Use knowledge of code to not having to use Option


#1

I have this function, it might not be the best code. But i’m using it as example to ask a question.

fn impl1(values: &[Vec<&str>]) {
  let mut seen = HashMap::new();
  // 1. assign bits to all unique strings
  for strings in values {
    for string in strings {
      let next_avail = seen.len();
      seen.entry(string).or_insert(next_avail);
    }
  }
  // 2. collect bits
  let maxbits = seen.len() - 1;
  for strings in values {
    let mut collected = 0;
    for string in strings {
      let bit = *seen.get(string).unwrap();
      let bit_reversed = seen.len() - bit - 1;
      collected |= 1 << bit_reversed;
    }
    //println!("{:?}", (strings, collected));
  }  
}

On line 15 (the unwrap) an option type is used.
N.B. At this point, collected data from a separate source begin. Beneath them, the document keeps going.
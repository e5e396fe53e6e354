//! Non-learning reference players.
//!
//! Each baseline owns its generator, seeded from `seed=` when given so
//! runs are reproducible.

use rand::SeedableRng;
use rand::rngs::StdRng;
use rand::seq::SliceRandom;

use crate::agent::{Action, Player};
use crate::board::{Board, Direction};
use crate::config::AgentConfig;
use crate::learning::LearningError;

/// Generator seeded from `seed`, or from the OS when absent.
pub(crate) fn seeded_rng(seed: Option<u64>) -> StdRng {
    match seed {
        Some(seed) => StdRng::seed_from_u64(seed),
        None => StdRng::from_os_rng(),
    }
}

/// Uniformly random legal slide.
#[derive(Debug)]
pub struct RandomPlayer {
    config: AgentConfig,
    rng: StdRng,
}

impl RandomPlayer {
    pub fn new(args: &str) -> Result<Self, LearningError> {
        let config = AgentConfig::with_defaults("name=random role=player", args)?;
        Ok(Self {
            rng: seeded_rng(config.seed),
            config,
        })
    }
}

impl Player for RandomPlayer {
    fn name(&self) -> &str {
        &self.config.name
    }

    fn act(&mut self, board: &Board, _hint: Option<u8>) -> Action {
        let mut order = Direction::ALL;
        order.shuffle(&mut self.rng);
        order
            .into_iter()
            .find(|&dir| board.can_slide(dir))
            .map_or(Action::Null, Action::Slide)
    }
}

/// First legal slide in a fixed order (Up, Right, Down, Left unless
/// `order=` says otherwise, e.g. `order=LDRU`).
#[derive(Debug)]
pub struct PriorityPlayer {
    config: AgentConfig,
    order: Vec<Direction>,
}

impl PriorityPlayer {
    pub fn new(args: &str) -> Result<Self, LearningError> {
        let config = AgentConfig::with_defaults("name=priority role=player", args)?;
        let order = match config.property("order") {
            Ok(order_arg) => parse_order(&order_arg)?,
            Err(_) => Direction::ALL.to_vec(),
        };
        Ok(Self { config, order })
    }

    pub fn order(&self) -> &[Direction] {
        &self.order
    }
}

fn parse_order(order_arg: &str) -> Result<Vec<Direction>, LearningError> {
    let invalid = || crate::config::ConfigError::InvalidValue {
        key: "order".to_string(),
        value: order_arg.to_string(),
    };
    let order = order_arg
        .chars()
        .map(|c| match c.to_ascii_uppercase() {
            'U' => Ok(Direction::Up),
            'R' => Ok(Direction::Right),
            'D' => Ok(Direction::Down),
            'L' => Ok(Direction::Left),
            _ => Err(invalid()),
        })
        .collect::<Result<Vec<_>, _>>()?;
    if order.is_empty() {
        return Err(invalid().into());
    }
    Ok(order)
}

impl Player for PriorityPlayer {
    fn name(&self) -> &str {
        &self.config.name
    }

    fn act(&mut self, board: &Board, _hint: Option<u8>) -> Action {
        self.order
            .iter()
            .copied()
            .find(|&dir| board.can_slide(dir))
            .map_or(Action::Null, Action::Slide)
    }
}

/// Slide with the largest immediate reward; ties are broken by a shuffled
/// direction order.
#[derive(Debug)]
pub struct GreedyPlayer {
    config: AgentConfig,
    rng: StdRng,
}

impl GreedyPlayer {
    pub fn new(args: &str) -> Result<Self, LearningError> {
        let config = AgentConfig::with_defaults("name=greedy role=player", args)?;
        Ok(Self {
            rng: seeded_rng(config.seed),
            config,
        })
    }
}

impl Player for GreedyPlayer {
    fn name(&self) -> &str {
        &self.config.name
    }

    fn act(&mut self, board: &Board, _hint: Option<u8>) -> Action {
        let mut order = Direction::ALL;
        order.shuffle(&mut self.rng);

        let mut best: Option<(Direction, u32)> = None;
        for dir in order {
            let mut probe = *board;
            if let Some(reward) = probe.slide(dir)
                && best.is_none_or(|(_, r)| reward > r)
            {
                best = Some((dir, reward));
            }
        }
        best.map_or(Action::Null, |(dir, _)| Action::Slide(dir))
    }
}
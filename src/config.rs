//! Agent configuration.
//!
//! Agents are configured with a whitespace-separated list of `key=value`
//! tokens, e.g. `alpha=0.1 load=weights.bin save=weights.bin seed=1234`.
//! The string is parsed once into an [`AgentConfig`]; numeric keys are
//! validated eagerly so a bad value fails at construction, not at first use.

use std::collections::BTreeMap;
use std::path::PathBuf;

use thiserror::Error;

use crate::pattern::FeatureScheme;

/// Default TD learning rate.
pub const DEFAULT_ALPHA: f32 = 0.1;

/// Configuration errors.
#[derive(Error, Debug, Clone, PartialEq, Eq)]
pub enum ConfigError {
    /// A property was queried that was never set
    #[error("Missing configuration key: {0}")]
    MissingKey(String),

    /// A recognized key carried a value of the wrong shape
    #[error("Invalid value for '{key}': {value}")]
    InvalidValue {
        /// Offending key
        key: String,
        /// Raw value as given
        value: String,
    },
}

/// Typed agent configuration.
#[derive(Clone, Debug, PartialEq)]
pub struct AgentConfig {
    /// Display name
    pub name: String,
    /// Role in the match (`player` or `environment`)
    pub role: String,
    /// TD learning rate
    pub alpha: f32,
    /// Weight file read at construction
    pub load: Option<PathBuf>,
    /// Weight file written when the agent is persisted
    pub save: Option<PathBuf>,
    /// Weight initialization mode; any value allocates four empty tables
    pub init: Option<String>,
    /// RNG seed; `None` seeds from the OS
    pub seed: Option<u64>,
    /// Feature key scheme
    pub features: FeatureScheme,
    /// Alternative tuple layout (CSV)
    pub tuples: Option<PathBuf>,
    extra: BTreeMap<String, String>,
}

impl Default for AgentConfig {
    fn default() -> Self {
        Self {
            name: "unknown".to_string(),
            role: "unknown".to_string(),
            alpha: DEFAULT_ALPHA,
            load: None,
            save: None,
            init: None,
            seed: None,
            features: FeatureScheme::default(),
            tuples: None,
            extra: BTreeMap::new(),
        }
    }
}

impl AgentConfig {
    /// Parse a `key=value` argument string.
    ///
    /// # Errors
    ///
    /// `ConfigError::InvalidValue` if `alpha`, `seed` or `features` cannot
    /// be parsed.
    ///
    /// # Examples
    ///
    /// ```
    /// use tritile::config::AgentConfig;
    ///
    /// let config = AgentConfig::parse("alpha=0.05 seed=7 note=x").unwrap();
    /// assert_eq!(config.alpha, 0.05);
    /// assert_eq!(config.seed, Some(7));
    /// assert_eq!(config.property("note").unwrap(), "x");
    /// ```
    pub fn parse(args: &str) -> Result<Self, ConfigError> {
        Self::with_defaults("", args)
    }

    /// Parse `defaults` followed by `args`; later tokens override earlier ones.
    pub fn with_defaults(defaults: &str, args: &str) -> Result<Self, ConfigError> {
        let mut raw = BTreeMap::new();
        for token in defaults.split_whitespace().chain(args.split_whitespace()) {
            let (key, value) = token.split_once('=').unwrap_or((token, ""));
            raw.insert(key.to_string(), value.to_string());
        }

        let mut config = AgentConfig::default();
        for (key, value) in raw {
            match key.as_str() {
                "name" => config.name = value,
                "role" => config.role = value,
                "alpha" => config.alpha = parse_value(&key, &value)?,
                "load" => config.load = Some(PathBuf::from(value)),
                "save" => config.save = Some(PathBuf::from(value)),
                "init" => config.init = Some(value),
                "seed" => config.seed = Some(parse_seed(&key, &value)?),
                "features" => {
                    config.features = value.parse().map_err(|_| ConfigError::InvalidValue {
                        key: key.clone(),
                        value: value.clone(),
                    })?
                }
                "tuples" => config.tuples = Some(PathBuf::from(value)),
                _ => {
                    config.extra.insert(key, value);
                }
            }
        }
        Ok(config)
    }

    /// Raw string value of any key, recognized or not.
    ///
    /// # Errors
    ///
    /// `ConfigError::MissingKey` if the key was never set.
    pub fn property(&self, key: &str) -> Result<String, ConfigError> {
        let value = match key {
            "name" => Some(self.name.clone()),
            "role" => Some(self.role.clone()),
            "alpha" => Some(self.alpha.to_string()),
            "load" => self.load.as_ref().map(|p| p.display().to_string()),
            "save" => self.save.as_ref().map(|p| p.display().to_string()),
            "init" => self.init.clone(),
            "seed" => self.seed.map(|s| s.to_string()),
            "features" => Some(self.features.to_string()),
            "tuples" => self.tuples.as_ref().map(|p| p.display().to_string()),
            other => self.extra.get(other).cloned(),
        };
        value.ok_or_else(|| ConfigError::MissingKey(key.to_string()))
    }

    /// Set a key after construction, with the same parsing as [`AgentConfig::parse`].
    pub fn notify(&mut self, message: &str) -> Result<(), ConfigError> {
        let mut merged = Self::parse(message)?;
        let (key, _) = message.split_once('=').unwrap_or((message, ""));
        match key {
            "name" => self.name = merged.name,
            "role" => self.role = merged.role,
            "alpha" => self.alpha = merged.alpha,
            "load" => self.load = merged.load,
            "save" => self.save = merged.save,
            "init" => self.init = merged.init,
            "seed" => self.seed = merged.seed,
            "features" => self.features = merged.features,
            "tuples" => self.tuples = merged.tuples,
            _ => self.extra.append(&mut merged.extra),
        }
        Ok(())
    }
}

fn parse_value(key: &str, value: &str) -> Result<f32, ConfigError> {
    value.parse::<f32>().map_err(|_| ConfigError::InvalidValue {
        key: key.to_string(),
        value: value.to_string(),
    })
}

/// Seeds are accepted as integers or, for compatibility with older
/// command lines, as decimal numbers truncated toward zero.
fn parse_seed(key: &str, value: &str) -> Result<u64, ConfigError> {
    if let Ok(seed) = value.parse::<u64>() {
        return Ok(seed);
    }
    match value.parse::<f64>() {
        Ok(f) if f.is_finite() && f >= 0.0 => Ok(f as u64),
        _ => Err(ConfigError::InvalidValue {
            key: key.to_string(),
            value: value.to_string(),
        }),
    }
}
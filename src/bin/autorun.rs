//! Relaunch the training binary in a loop.
//!
//! Each run resumes from the weight file the previous run saved, so a long
//! training session survives as a chain of short processes.

use std::path::PathBuf;
use std::process::{Command, ExitCode};

use clap::Parser;

const DEFAULT_ARGS: [&str; 3] = [
    "--total=100000",
    "--block=10000",
    "--play=load=weights.bin save=weights.bin alpha=0.1",
];

#[derive(Parser, Debug)]
#[command(name = "autorun", version, about = "Run tritile repeatedly")]
struct Args {
    /// Runs to perform (0 = until a run fails)
    #[arg(long, default_value_t = 0)]
    runs: u64,

    /// Training binary to launch
    #[arg(long, default_value = "tritile")]
    program: PathBuf,

    /// Arguments for each run; defaults to a 100000-episode block
    /// resuming from and saving to weights.bin
    #[arg(last = true)]
    run_args: Vec<String>,
}

fn main() -> ExitCode {
    let args = Args::parse();
    let run_args: Vec<String> = if args.run_args.is_empty() {
        DEFAULT_ARGS.iter().map(|s| s.to_string()).collect()
    } else {
        args.run_args
    };

    let mut completed = 0u64;
    while args.runs == 0 || completed < args.runs {
        let status = match Command::new(&args.program).args(&run_args).status() {
            Ok(status) => status,
            Err(e) => {
                eprintln!("autorun: cannot launch {}: {}", args.program.display(), e);
                return ExitCode::FAILURE;
            }
        };
        if !status.success() {
            eprintln!("autorun: run {} failed: {}", completed + 1, status);
            return ExitCode::FAILURE;
        }
        completed += 1;
        eprintln!("autorun: completed run {}", completed);
    }

    ExitCode::SUCCESS
}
But i think i can proof this will always succeed because i loop over the same strings in the first loop (line 4-9). Is there any way to code this so that i don’t have to use the option type or something else that can panic ?


#2

You could combine the two loops into one. The only information that you use in the second loop that you don’t know in the first loop is seen.len().
If you really need the bitflags in reversed order (why?), you can shuffle them afterwards.

In the first loop you can just use:

let bit = *seen.entry(string).or_insert(next_avail);

#3

More generally, you could use iterators (iter and values), e.g.
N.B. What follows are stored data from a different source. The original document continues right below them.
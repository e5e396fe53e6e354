//! Multi-episode training loop.
//!
//! # Architecture
//!
//! ```text
//! TrainingEngine
//!     |-- Box<dyn Player>   (TD learner or a baseline)
//!     |-- Environment       (tile placement, hint)
//!     |-- SnapshotManager   (every `snapshot_every` episodes, optional)
//!     |-- TrainingLogger    (block statistics to a log file, optional)
//! ```
//!
//! Episodes run back to back on one thread. Every `block` episodes the
//! engine summarizes the block, hands the summary to the caller, and
//! checks the weights for divergence. On SIGINT/SIGTERM the loop stops
//! after the current episode; [`TrainingEngine::finish`] then persists the
//! player as on a normal exit.

use std::path::PathBuf;
use std::sync::atomic::{AtomicBool, Ordering};
use std::sync::{Arc, OnceLock};
use std::time::Instant;

use crate::agent::{Environment, Player, PlayerKind, create_player};
use crate::learning::LearningError;
use crate::learning::checkpoint::{DEFAULT_RETENTION_COUNT, SnapshotManager};
use crate::learning::error_handler::{find_divergent, save_with_retry};
use crate::learning::logger::{BlockStats, TrainingLogger};
use crate::learning::self_play::{EpisodeResult, play_episode};

/// Default number of episodes per run.
pub const DEFAULT_TOTAL_EPISODES: u64 = 1000;

/// Default episodes per statistics block.
pub const DEFAULT_BLOCK_SIZE: u64 = 1000;

/// Process-wide interrupt flag; `ctrlc` allows a single handler.
static GLOBAL_INTERRUPTED: OnceLock<Result<Arc<AtomicBool>, String>> = OnceLock::new();

/// Install the SIGINT/SIGTERM handler once and return its flag.
fn setup_signal_handler() -> Result<Arc<AtomicBool>, LearningError> {
    let result = GLOBAL_INTERRUPTED.get_or_init(|| {
        let flag = Arc::new(AtomicBool::new(false));
        let flag_clone = Arc::clone(&flag);
        ctrlc::set_handler(move || {
            flag_clone.store(true, Ordering::SeqCst);
        })
        .map(|_| flag)
        .map_err(|e| format!("Failed to set signal handler: {}", e))
    });

    match result {
        Ok(flag) => Ok(Arc::clone(flag)),
        Err(e) => Err(LearningError::Io(std::io::Error::other(e.clone()))),
    }
}

/// Training run configuration.
#[derive(Clone, Debug)]
pub struct TrainingConfig {
    /// Episodes to play.
    pub total: u64,
    /// Episodes per statistics block (0 = one block for the whole run).
    pub block: u64,
    /// Player strategy.
    pub player: PlayerKind,
    /// Player `key=value` arguments.
    pub play_args: String,
    /// Environment `key=value` arguments.
    pub evil_args: String,
    /// Directory for the training log file.
    pub log_dir: Option<PathBuf>,
    /// Directory for periodic weight snapshots.
    pub snapshot_dir: Option<PathBuf>,
    /// Episodes between snapshots (0 disables them).
    pub snapshot_every: u64,
    /// Snapshots kept on disk (0 = all).
    pub snapshot_retention: usize,
    /// Gzip snapshot payloads.
    pub compress_snapshots: bool,
    /// Install the SIGINT/SIGTERM handler.
    pub handle_interrupts: bool,
}

impl Default for TrainingConfig {
    fn default() -> Self {
        Self {
            total: DEFAULT_TOTAL_EPISODES,
            block: DEFAULT_BLOCK_SIZE,
            player: PlayerKind::Td,
            play_args: String::new(),
            evil_args: String::new(),
            log_dir: None,
            snapshot_dir: None,
            snapshot_every: 0,
            snapshot_retention: DEFAULT_RETENTION_COUNT,
            compress_snapshots: false,
            handle_interrupts: false,
        }
    }
}

/// Whole-run summary.
#[derive(Clone, Debug, Default)]
pub struct TrainingStats {
    /// Episodes completed.
    pub episodes: u64,
    /// Wall time in seconds.
    pub elapsed_secs: f64,
    pub episodes_per_sec: f64,
    pub avg_score: f64,
    pub max_score: u32,
    /// Slides over all episodes.
    pub total_moves: u64,
    /// Snapshots written.
    pub snapshots: u64,
    /// Stopped early by a signal.
    pub interrupted: bool,
}

/// Drives episodes between one player and one environment.
pub struct TrainingEngine {
    config: TrainingConfig,
    player: Box<dyn Player>,
    env: Environment,
    logger: Option<TrainingLogger>,
    snapshots: Option<SnapshotManager>,
    episodes: u64,
    score_sum: u64,
    max_score: u32,
    total_moves: u64,
    snapshot_count: u64,
    stopped_early: bool,
    block_results: Vec<EpisodeResult>,
    start_time: Instant,
    interrupted: Arc<AtomicBool>,
}

impl TrainingEngine {
    /// Build the player, environment, logger and snapshot manager.
    ///
    /// # Errors
    ///
    /// - `LearningError::Config` on malformed player/environment arguments
    /// - `LearningError::Io` / `InvalidWeights` if the player's `load=`
    ///   file cannot be read, or a directory cannot be created
    pub fn new(config: TrainingConfig) -> Result<Self, LearningError> {
        let player = create_player(config.player, &config.play_args)?;
        let env = Environment::new(&config.evil_args)?;

        let logger = match &config.log_dir {
            Some(dir) => Some(TrainingLogger::new(dir)?),
            None => None,
        };
        let snapshots = match &config.snapshot_dir {
            Some(dir) if config.snapshot_every > 0 => Some(SnapshotManager::new(
                dir,
                config.snapshot_retention,
                config.compress_snapshots,
            )?),
            _ => None,
        };

        let interrupted = if config.handle_interrupts {
            setup_signal_handler()?
        } else {
            Arc::new(AtomicBool::new(false))
        };

        Ok(Self {
            block_results: Vec::with_capacity(Self::block_size(&config).min(4096) as usize),
            config,
            player,
            env,
            logger,
            snapshots,
            episodes: 0,
            score_sum: 0,
            max_score: 0,
            total_moves: 0,
            snapshot_count: 0,
            stopped_early: false,
            start_time: Instant::now(),
            interrupted,
        })
    }

    fn block_size(config: &TrainingConfig) -> u64 {
        match config.block {
            0 => config.total.max(1),
            n => n,
        }
    }

    /// Play the configured number of episodes.
    pub fn run(&mut self) -> Result<TrainingStats, LearningError> {
        self.run_with(|_| {})
    }

    /// Play the configured number of episodes, calling `on_block` with
    /// each block summary.
    pub fn run_with<F>(&mut self, mut on_block: F) -> Result<TrainingStats, LearningError>
    where
        F: FnMut(&BlockStats),
    {
        let block = Self::block_size(&self.config);
        self.info(&format!(
            "Starting: {} episodes, block {}, player {} ({})",
            self.config.total,
            block,
            self.player.name(),
            self.config.player
        ));

        while self.episodes < self.config.total {
            if self.is_interrupted() {
                self.stopped_early = true;
                self.warn("Training interrupted by signal");
                break;
            }

            let result = play_episode(self.player.as_mut(), &mut self.env);
            self.record(result);

            if self.episodes.is_multiple_of(block) || self.episodes == self.config.total {
                self.close_block(&mut on_block);
            }
            if self.config.snapshot_every > 0
                && self.episodes.is_multiple_of(self.config.snapshot_every)
            {
                self.save_snapshot();
            }
        }

        if !self.block_results.is_empty() {
            self.close_block(&mut on_block);
        }
        Ok(self.stats())
    }

    fn record(&mut self, result: EpisodeResult) {
        self.episodes += 1;
        self.score_sum += result.score as u64;
        self.max_score = self.max_score.max(result.score);
        self.total_moves += result.moves as u64;
        self.block_results.push(result);
    }

    fn close_block<F: FnMut(&BlockStats)>(&mut self, on_block: &mut F) {
        let stats = BlockStats::from_episodes(self.episodes, &self.block_results);
        self.block_results.clear();

        if let Some(logger) = &self.logger {
            logger.log_block(&stats);
            logger.log_progress(self.episodes, self.config.total);
        }
        on_block(&stats);

        if let Some(tables) = self.player.weights()
            && let Some((table, key, value)) = find_divergent(tables)
        {
            self.warn(&format!(
                "Evaluation diverged at episode {}: table {} key {} = {}",
                self.episodes, table, key, value
            ));
        }
    }

    /// Write a snapshot of the player's weights, if it has any. A failed
    /// save is retried once, then logged; training continues either way.
    fn save_snapshot(&mut self) {
        let (Some(manager), Some(tables)) = (&self.snapshots, self.player.weights()) else {
            return;
        };
        let episodes = self.episodes;
        match save_with_retry(|| manager.save(episodes, tables)) {
            Ok(path) => {
                self.snapshot_count += 1;
                if let Some(logger) = &self.logger {
                    logger.log_snapshot(episodes, &path);
                }
            }
            Err(e) => self.warn(&format!("Snapshot at episode {} failed: {}", episodes, e)),
        }
    }

    fn info(&self, message: &str) {
        log::info!("{}", message);
        if let Some(logger) = &self.logger {
            logger.log_info(message);
        }
    }

    fn warn(&self, message: &str) {
        log::warn!("{}", message);
        if let Some(logger) = &self.logger {
            logger.log_warning(message);
        }
    }

    /// Summary of everything played so far.
    pub fn stats(&self) -> TrainingStats {
        let elapsed_secs = self.start_time.elapsed().as_secs_f64();
        TrainingStats {
            episodes: self.episodes,
            elapsed_secs,
            episodes_per_sec: if elapsed_secs > 0.0 {
                self.episodes as f64 / elapsed_secs
            } else {
                0.0
            },
            avg_score: if self.episodes > 0 {
                self.score_sum as f64 / self.episodes as f64
            } else {
                0.0
            },
            max_score: self.max_score,
            total_moves: self.total_moves,
            snapshots: self.snapshot_count,
            interrupted: self.stopped_early,
        }
    }

    /// Persist the player and close the log.
    ///
    /// # Errors
    ///
    /// - `LearningError::Io` if the player's `save=` file cannot be written
    pub fn finish(mut self) -> Result<TrainingStats, LearningError> {
        let persisted = self.player.persist();
        let stats = self.stats();

        match &persisted {
            Ok(()) => self.info(&format!(
                "Training stopped: {} episodes, {:.1}s elapsed, {:.2} episodes/sec",
                stats.episodes, stats.elapsed_secs, stats.episodes_per_sec
            )),
            Err(e) => self.warn(&format!("Failed to persist {}: {}", self.player.name(), e)),
        }
        if let Some(logger) = self.logger.take() {
            logger.shutdown()?;
        }

        persisted.map(|()| stats)
    }

    pub fn episodes(&self) -> u64 {
        self.episodes
    }

    pub fn config(&self) -> &TrainingConfig {
        &self.config
    }

    pub fn player(&self) -> &dyn Player {
        self.player.as_ref()
    }

    pub fn environment(&self) -> &Environment {
        &self.env
    }

    pub fn log_path(&self) -> Option<&std::path::Path> {
        self.logger.as_ref().map(|l| l.log_path())
    }

    /// Shared interrupt flag; setting it stops the run after the current
    /// episode.
    pub fn interrupt_flag(&self) -> Arc<AtomicBool> {
        Arc::clone(&self.interrupted)
    }

    pub fn is_interrupted(&self) -> bool {
        self.interrupted.load(Ordering::SeqCst)
    }
}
for bit in seen.values() {
let bit_reversed = maxbits - bit;
collected |= 1 << bit_reversed;
}


#4

This would just set all relevant bits to 1.
If there are n different strings, seen.values() will contain the numbers 0..n-1. Probably not in that order, but still.

What @flip101 wants is a separate bitset for every string array, which only contains the bits of the strings in that array.


#5

Because it is specified that the first encountered value is to be encoded as 1 and the second as 2. When i start shifting the first bit to the left it becomes 2 and the second one will be 1.

How can they be reversed afterwards ?